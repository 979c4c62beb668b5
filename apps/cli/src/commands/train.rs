//! Train command implementation.

use anyhow::{Context, Result};
use clap::Args;
use colored::Colorize;
use serde_json::json;
use std::path::PathBuf;
use stylegrow_training::{reference, resolve_run_checkpoint, CancellationToken, TrainingLoop, TrainingOutcome};

#[derive(Args, Debug)]
pub struct TrainArgs {
    /// Path to the training configuration (TOML)
    pub config: PathBuf,

    /// Override the results directory
    #[arg(long)]
    pub results_dir: Option<PathBuf>,

    /// Override the training length in thousands of images
    #[arg(long)]
    pub total_kimg: Option<f64>,

    /// Override the random seed
    #[arg(long)]
    pub seed: Option<u64>,

    /// Resume from a checkpoint: a file, a run directory, a run id, or "latest"
    #[arg(long)]
    pub resume: Option<String>,

    /// kimg already shown by the resumed checkpoint
    #[arg(long, requires = "resume")]
    pub resume_kimg: Option<f64>,

    /// Output the outcome as JSON
    #[arg(long)]
    pub json: bool,
}

pub async fn execute(args: TrainArgs) -> Result<()> {
    let mut config = super::load_config(Some(&args.config))?;

    if let Some(results_dir) = args.results_dir {
        config.results_dir = results_dir;
    }
    if let Some(total_kimg) = args.total_kimg {
        config.total_kimg = total_kimg;
    }
    if let Some(seed) = args.seed {
        config.seed = seed;
    }
    if let Some(reference) = &args.resume {
        let pkl = resolve_run_checkpoint(&config.results_dir, reference)
            .with_context(|| format!("Failed to resolve resume target {reference:?}"))?;
        config.resume.pkl = Some(pkl);
    }
    if let Some(kimg) = args.resume_kimg {
        config.resume.kimg = kimg;
    }
    config.validate().context("Invalid configuration after overrides")?;

    if !args.json {
        println!("{}", "Stylegrow Training".bold().cyan());
        println!("  Run:       {}", config.run_desc);
        println!("  Results:   {}", config.results_dir.display());
        println!("  Total:     {} kimg", config.total_kimg);
        if let Some(pkl) = &config.resume.pkl {
            println!("  Resume:    {} ({} kimg)", pkl.display(), config.resume.kimg);
        }
        println!();
    }

    let collab = reference::default_collaborators(&config).context("Failed to set up training backend")?;
    let mut job = TrainingLoop::new(config, collab);
    let cancel = CancellationToken::new();
    let token = cancel.clone();
    let mut handle = tokio::task::spawn_blocking(move || job.run(&token));

    let joined = tokio::select! {
        res = &mut handle => res,
        _ = tokio::signal::ctrl_c() => {
            tracing::warn!("interrupt received, stopping after the current iteration");
            cancel.cancel();
            handle.await
        }
    };
    let outcome = joined.context("Training task panicked")?.context("Training failed")?;

    if args.json {
        println!("{}", serde_json::to_string_pretty(&outcome_json(&outcome))?);
    } else {
        print_outcome(&outcome);
    }
    Ok(())
}

fn outcome_json(outcome: &TrainingOutcome) -> serde_json::Value {
    json!({
        "run_id": outcome.run_id,
        "run_dir": outcome.run_dir,
        "cur_nimg": outcome.state.cur_nimg,
        "cur_tick": outcome.state.cur_tick,
        "cancelled": outcome.cancelled,
        "final_checkpoint": outcome.final_checkpoint,
        "manifest": outcome.manifest_path,
    })
}

fn print_outcome(outcome: &TrainingOutcome) {
    if outcome.cancelled {
        println!("{}", "Training cancelled".yellow().bold());
    } else {
        println!("{}", "Training complete".green().bold());
    }
    println!("  Run dir:    {}", outcome.run_dir.display());
    println!("  kimg:       {:.1}", outcome.state.cur_nimg as f64 / 1000.0);
    println!("  Checkpoint: {}", outcome.final_checkpoint.display());
    println!("  Manifest:   {}", outcome.manifest_path.display().to_string().dimmed());
}
#[cfg(test)]
mod tests {
    use super::*;
    use tempfile::TempDir;

    #[test]
    fn test_resolution_table_exact_match_or_base() {
        let table: ResolutionTable<usize> = [(128, 16), (256, 8)].into_iter().collect();
        assert_eq!(table.lookup(128, 32), 16);
        assert_eq!(table.lookup(256, 32), 8);
        assert_eq!(table.lookup(192, 32), 32);
        assert_eq!(table.lookup(64, 32), 32);
    }

    #[test]
    fn test_parse_minimal_toml_uses_defaults() {
        let config: TrainingConfig = toml::from_str("total_kimg = 1.0\n").unwrap();
        assert_eq!(config.total_kimg, 1.0);
        assert_eq!(config.minibatch_repeats, 4);
        assert_eq!(config.schedule.tick_kimg_dict.get(8), Some(&28.0));
        assert_eq!(config.ema_start_kimg(), 10.0);
        config.validate().unwrap();
    }

    #[test]
    fn test_parse_resolution_overrides_and_cadence() {
        let config: TrainingConfig = toml::from_str(
            r#"
image_snapshot_ticks = "none"
network_snapshot_ticks = 5

[schedule]
lod_initial_resolution = 8
minibatch_size_base = 16

[schedule.minibatch_size_dict]
"8" = 64
"16" = 32
"#,
        )
        .unwrap();

        assert_eq!(config.image_snapshot_ticks, SnapshotCadence::FinalOnly);
        assert_eq!(config.network_snapshot_ticks, SnapshotCadence::Every(5));
        assert_eq!(config.schedule.minibatch_size_dict.lookup(8, 16), 64);
        assert_eq!(config.schedule.minibatch_size_dict.lookup(32, 16), 16);
    }

    #[test]
    fn test_rejects_zero_cadence_and_bad_keys() {
        assert!(toml::from_str::<TrainingConfig>("image_snapshot_ticks = 0\n").is_err());
        assert!(toml::from_str::<TrainingConfig>("[schedule.g_lrate_dict]\nbig = 0.1\n").is_err());
    }

    #[test]
    fn test_validate_rejects_bad_values() {
        let mut config = TrainingConfig { num_replicas: 0, ..Default::default() };
        assert!(config.validate().is_err());

        config.num_replicas = 1;
        config.schedule.lod_initial_resolution = Some(12);
        assert!(config.validate().is_err());

        config.schedule.lod_initial_resolution = Some(8);
        config.resume.with_new_nets = true;
        assert!(config.validate().is_err());
    }

    #[test]
    fn test_validate_rejects_nan_durations() {
        let mut config = TrainingConfig::default();
        config.schedule.lod_training_kimg = f64::NAN;
        assert!(config.validate().is_err());

        config.schedule.lod_training_kimg = 600.0;
        config.schedule.lrate_rampup_kimg = f64::NAN;
        assert!(config.validate().is_err());

        config.schedule.lrate_rampup_kimg = 0.0;
        config.g_ema_kimg = f64::INFINITY;
        assert!(config.validate().is_err());

        config.g_ema_kimg = 0.0;
        config.ema_start_kimg = Some(-1.0);
        assert!(config.validate().is_err());

        config.ema_start_kimg = Some(f64::NAN);
        assert!(config.validate().is_err());

        config.ema_start_kimg = Some(0.0);
        config.validate().unwrap();
    }

    #[test]
    fn test_save_and_load_round_trip() {
        let temp = TempDir::new().unwrap();
        let path = temp.path().join("nested").join("config.toml");
        let mut config = TrainingConfig::default();
        config.schedule.g_lrate_dict.insert(1024, 0.0015);
        config.image_snapshot_ticks = SnapshotCadence::FinalOnly;

        config.save_to_file(&path).unwrap();
        let loaded = TrainingConfig::load_from_file(&path).unwrap();
        assert_eq!(loaded, config);
    }

    #[test]
    fn test_cadence_is_due() {
        assert!(SnapshotCadence::Every(10).is_due(0, false));
        assert!(!SnapshotCadence::Every(10).is_due(3, false));
        assert!(SnapshotCadence::Every(10).is_due(3, true));
        assert!(!SnapshotCadence::FinalOnly.is_due(0, false));
        assert!(SnapshotCadence::FinalOnly.is_due(7, true));
    }
}
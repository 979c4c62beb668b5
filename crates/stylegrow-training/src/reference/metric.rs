use super::{LinearNetworkFactory, SyntheticDataset};
use crate::checkpoint::{CheckpointStore, JsonCheckpointStore};
use crate::config::{DatasetArgs, NetworkArgs, TrainingConfig};
use crate::dataset::TrainingSet;
use crate::error::TrainingResult;
use crate::metrics::Metric;
use crate::network::NetworkFactory;
use crate::reals::process_reals;
use ndarray::Array2;
use rand::rngs::StdRng;
use rand::{Rng, SeedableRng};
use rand_distr::StandardNormal;
use std::path::Path;

const NUM_SAMPLES: usize = 256;

/// Absolute difference between the mean pixel of Gs samples and of real images,
/// both in the network's dynamic range. A crude stand-in for distribution metrics.
#[derive(Debug, Clone)]
pub struct PixelMeanGap {
    dataset: DatasetArgs,
    g_args: NetworkArgs,
    drange_net: [f32; 2],
    seed: u64,
}

impl PixelMeanGap {
    #[must_use]
    pub fn new(config: &TrainingConfig) -> Self {
        Self {
            dataset: config.dataset.clone(),
            g_args: config.g_args.clone(),
            drange_net: config.drange_net,
            seed: config.seed,
        }
    }
}

impl Metric for PixelMeanGap {
    fn name(&self) -> &str {
        "pixel_mean_gap"
    }

    fn run(&mut self, checkpoint: &Path, _run_dir: &Path, _num_replicas: usize) -> TrainingResult<f64> {
        let ckpt = JsonCheckpointStore.load(checkpoint)?;
        let gs = LinearNetworkFactory::new(self.seed).restore(&ckpt.gs, &self.g_args)?;

        let mut dataset = SyntheticDataset::new(&self.dataset, self.seed)?;
        let mut rng = StdRng::seed_from_u64(self.seed);
        let batch = dataset.get_minibatch_np(NUM_SAMPLES)?;
        let reals = process_reals(batch.images.view(), 0.0, false, dataset.dynamic_range(), self.drange_net, &mut rng)?;

        let latent_size = gs.input_shape().first().copied().unwrap_or_default();
        let latents = Array2::from_shape_simple_fn((NUM_SAMPLES, latent_size), || rng.sample::<f32, _>(StandardNormal));
        let fakes = gs.run(&latents, &batch.labels, true, NUM_SAMPLES)?;

        let real_mean = reals.mean().unwrap_or_default();
        let fake_mean = fakes.mean().unwrap_or_default();
        Ok(f64::from((fake_mean - real_mean).abs()))
    }
}
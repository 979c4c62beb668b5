//! Scalar summary statistics, accumulated between ticks and flushed as JSON lines.

use crate::error::TrainingResult;
use serde::Serialize;
use std::collections::BTreeMap;
use std::io::Write;
use std::path::{Path, PathBuf};

#[derive(Debug, Clone, Copy, Default)]
struct Accumulator {
    num: u64,
    sum: f64,
    sum_sq: f64,
}

#[derive(Debug, Clone, Copy, PartialEq, Serialize)]
pub struct SummaryStat {
    pub num: u64,
    pub mean: f64,
    pub std: f64,
}

#[derive(Debug, Serialize)]
struct SummaryRecord<'a> {
    nimg: u64,
    kimg: f64,
    stats: &'a BTreeMap<String, SummaryStat>,
}

/// Named scalar statistics for the current tick.
#[derive(Debug, Default)]
pub struct SummaryLog {
    path: Option<PathBuf>,
    pending: BTreeMap<String, Accumulator>,
}

impl SummaryLog {
    /// Summaries appended to `path`, one JSON object per flush.
    #[must_use]
    pub fn to_file(path: &Path) -> Self {
        Self { path: Some(path.to_path_buf()), pending: BTreeMap::new() }
    }

    /// Summaries that are computed but never persisted.
    #[must_use]
    pub fn in_memory() -> Self {
        Self::default()
    }

    #[must_use]
    pub fn path(&self) -> Option<&Path> {
        self.path.as_deref()
    }

    /// Record `value` under `name` and return it, so calls can be inlined in reports.
    pub fn record(&mut self, name: &str, value: f64) -> f64 {
        if value.is_finite() {
            let acc = self.pending.entry(name.to_string()).or_default();
            acc.num += 1;
            acc.sum += value;
            acc.sum_sq += value * value;
        }
        value
    }

    #[must_use]
    pub fn stats(&self) -> BTreeMap<String, SummaryStat> {
        self.pending
            .iter()
            .map(|(name, acc)| {
                let n = acc.num as f64;
                let mean = acc.sum / n;
                let var = (acc.sum_sq / n - mean * mean).max(0.0);
                (name.clone(), SummaryStat { num: acc.num, mean, std: var.sqrt() })
            })
            .collect()
    }

    /// Write pending statistics (if a file is attached) and clear them.
    pub fn flush(&mut self, cur_nimg: u64) -> TrainingResult<BTreeMap<String, SummaryStat>> {
        let stats = self.stats();
        self.pending.clear();
        if let Some(path) = &self.path {
            let record = SummaryRecord { nimg: cur_nimg, kimg: cur_nimg as f64 / 1000.0, stats: &stats };
            let mut file = std::fs::OpenOptions::new().create(true).append(true).open(path)?;
            writeln!(file, "{}", serde_json::to_string(&record)?)?;
        }
        Ok(stats)
    }
}

/// Human-readable duration: `"12s"`, `"3m 05s"`, `"2h 03m 05s"`, `"1d 02h 03m"`.
#[must_use]
pub fn format_time(seconds: f64) -> String {
    let s = seconds.max(0.0).round() as u64;
    if s < 60 {
        format!("{s}s")
    } else if s < 60 * 60 {
        format!("{}m {:02}s", s / 60, s % 60)
    } else if s < 24 * 60 * 60 {
        format!("{}h {:02}m {:02}s", s / 3600, (s / 60) % 60, s % 60)
    } else {
        format!("{}d {:02}h {:02}m", s / 86_400, (s / 3600) % 24, (s / 60) % 60)
    }
}
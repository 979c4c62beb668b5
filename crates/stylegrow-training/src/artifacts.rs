use crate::dataset::DatasetId;
use crate::error::{TrainingError, TrainingResult};
use chrono::{DateTime, Utc};
use serde::{Deserialize, Serialize};
use sha2::{Digest, Sha256};
use std::path::{Path, PathBuf};

#[derive(Debug, Clone, Copy, PartialEq, Eq, Serialize, Deserialize)]
#[serde(rename_all = "snake_case")]
pub enum ArtifactKind {
    NetworkSnapshot,
    NetworkFinal,
    ImageGrid,
    Summaries,
    MetricLog,
    Config,
}

#[derive(Debug, Clone, PartialEq, Serialize, Deserialize)]
pub struct TrainingArtifact {
    pub kind: ArtifactKind,
    pub path: PathBuf,
    pub sha256: String,
}

/// Last observed training figures.
#[derive(Debug, Clone, PartialEq, Serialize, Deserialize, Default)]
pub struct TrainingMetrics {
    pub g_loss: Option<f64>,
    pub d_loss: Option<f64>,
    #[serde(default)]
    pub metrics: Vec<(String, f64)>,
}

#[derive(Debug, Clone, PartialEq, Serialize, Deserialize)]
pub struct TrainingManifest {
    pub run_id: u32,
    pub run_desc: String,
    pub created_at: DateTime<Utc>,
    pub dataset_id: DatasetId,
    pub total_kimg: f64,
    /// Progress reached when training stopped.
    pub final_kimg: f64,
    /// Whether training stopped before `total_kimg`.
    pub cancelled: bool,
    #[serde(default)]
    pub metrics: TrainingMetrics,
    pub artifacts: Vec<TrainingArtifact>,
}

impl TrainingManifest {
    pub fn save(&self, path: &Path) -> TrainingResult<()> {
        std::fs::write(path, serde_json::to_vec_pretty(self)?)?;
        Ok(())
    }

    pub fn load(path: &Path) -> TrainingResult<Self> {
        let bytes = std::fs::read(path)?;
        Ok(serde_json::from_slice(&bytes)?)
    }

    pub fn artifacts_of(&self, kind: ArtifactKind) -> impl Iterator<Item = &TrainingArtifact> {
        self.artifacts.iter().filter(move |a| a.kind == kind)
    }
}

pub fn sha256_file(path: &Path) -> TrainingResult<String> {
    let bytes = std::fs::read(path)?;
    let mut hasher = Sha256::new();
    hasher.update(&bytes);
    Ok(hex::encode(hasher.finalize()))
}

pub fn make_artifact(kind: ArtifactKind, path: PathBuf) -> TrainingResult<TrainingArtifact> {
    if !path.exists() {
        return Err(TrainingError::Artifact(format!("artifact path does not exist: {}", path.display())));
    }

    let hash = sha256_file(&path)?;
    Ok(TrainingArtifact { kind, path, sha256: hash })
}

/// Record of artifacts written during a run, in write order.
#[derive(Debug, Clone, Default)]
pub struct ArtifactLog {
    entries: Vec<(ArtifactKind, PathBuf)>,
}

impl ArtifactLog {
    pub fn push(&mut self, kind: ArtifactKind, path: PathBuf) {
        if !self.entries.iter().any(|(_, p)| *p == path) {
            self.entries.push((kind, path));
        }
    }

    #[must_use]
    pub fn len(&self) -> usize {
        self.entries.len()
    }

    #[must_use]
    pub fn is_empty(&self) -> bool {
        self.entries.is_empty()
    }

    /// Hash every recorded file that still exists.
    pub fn finish(&self) -> TrainingResult<Vec<TrainingArtifact>> {
        self.entries
            .iter()
            .filter(|(_, path)| path.exists())
            .map(|(kind, path)| make_artifact(*kind, path.clone()))
            .collect()
    }
}

#[cfg(test)]
mod tests {
    use super::*;
    use tempfile::TempDir;

    #[test]
    fn test_make_artifact_hashes_file() {
        let temp = TempDir::new().unwrap();
        let path = temp.path().join("config.toml");
        std::fs::write(&path, b"abc").unwrap();
        let artifact = make_artifact(ArtifactKind::Config, path).unwrap();
        assert_eq!(artifact.sha256, "ba7816bf8f01cfea414140de5dae2223b00361a396177a9cb410ff61f20015ad");
        assert!(make_artifact(ArtifactKind::Config, temp.path().join("missing")).is_err());
    }

    #[test]
    fn test_artifact_log_dedups_and_skips_missing() {
        let temp = TempDir::new().unwrap();
        let a = temp.path().join("summaries.jsonl");
        std::fs::write(&a, b"{}\n").unwrap();
        let mut log = ArtifactLog::default();
        log.push(ArtifactKind::Summaries, a.clone());
        log.push(ArtifactKind::Summaries, a);
        log.push(ArtifactKind::ImageGrid, temp.path().join("never-written.png"));
        assert_eq!(log.len(), 2);
        assert_eq!(log.finish().unwrap().len(), 1);
    }
}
____________________
**Work order**
Give only a number: how many lines of the data hold the string "JsonCheckpointStore"?

**Solution for this task**
2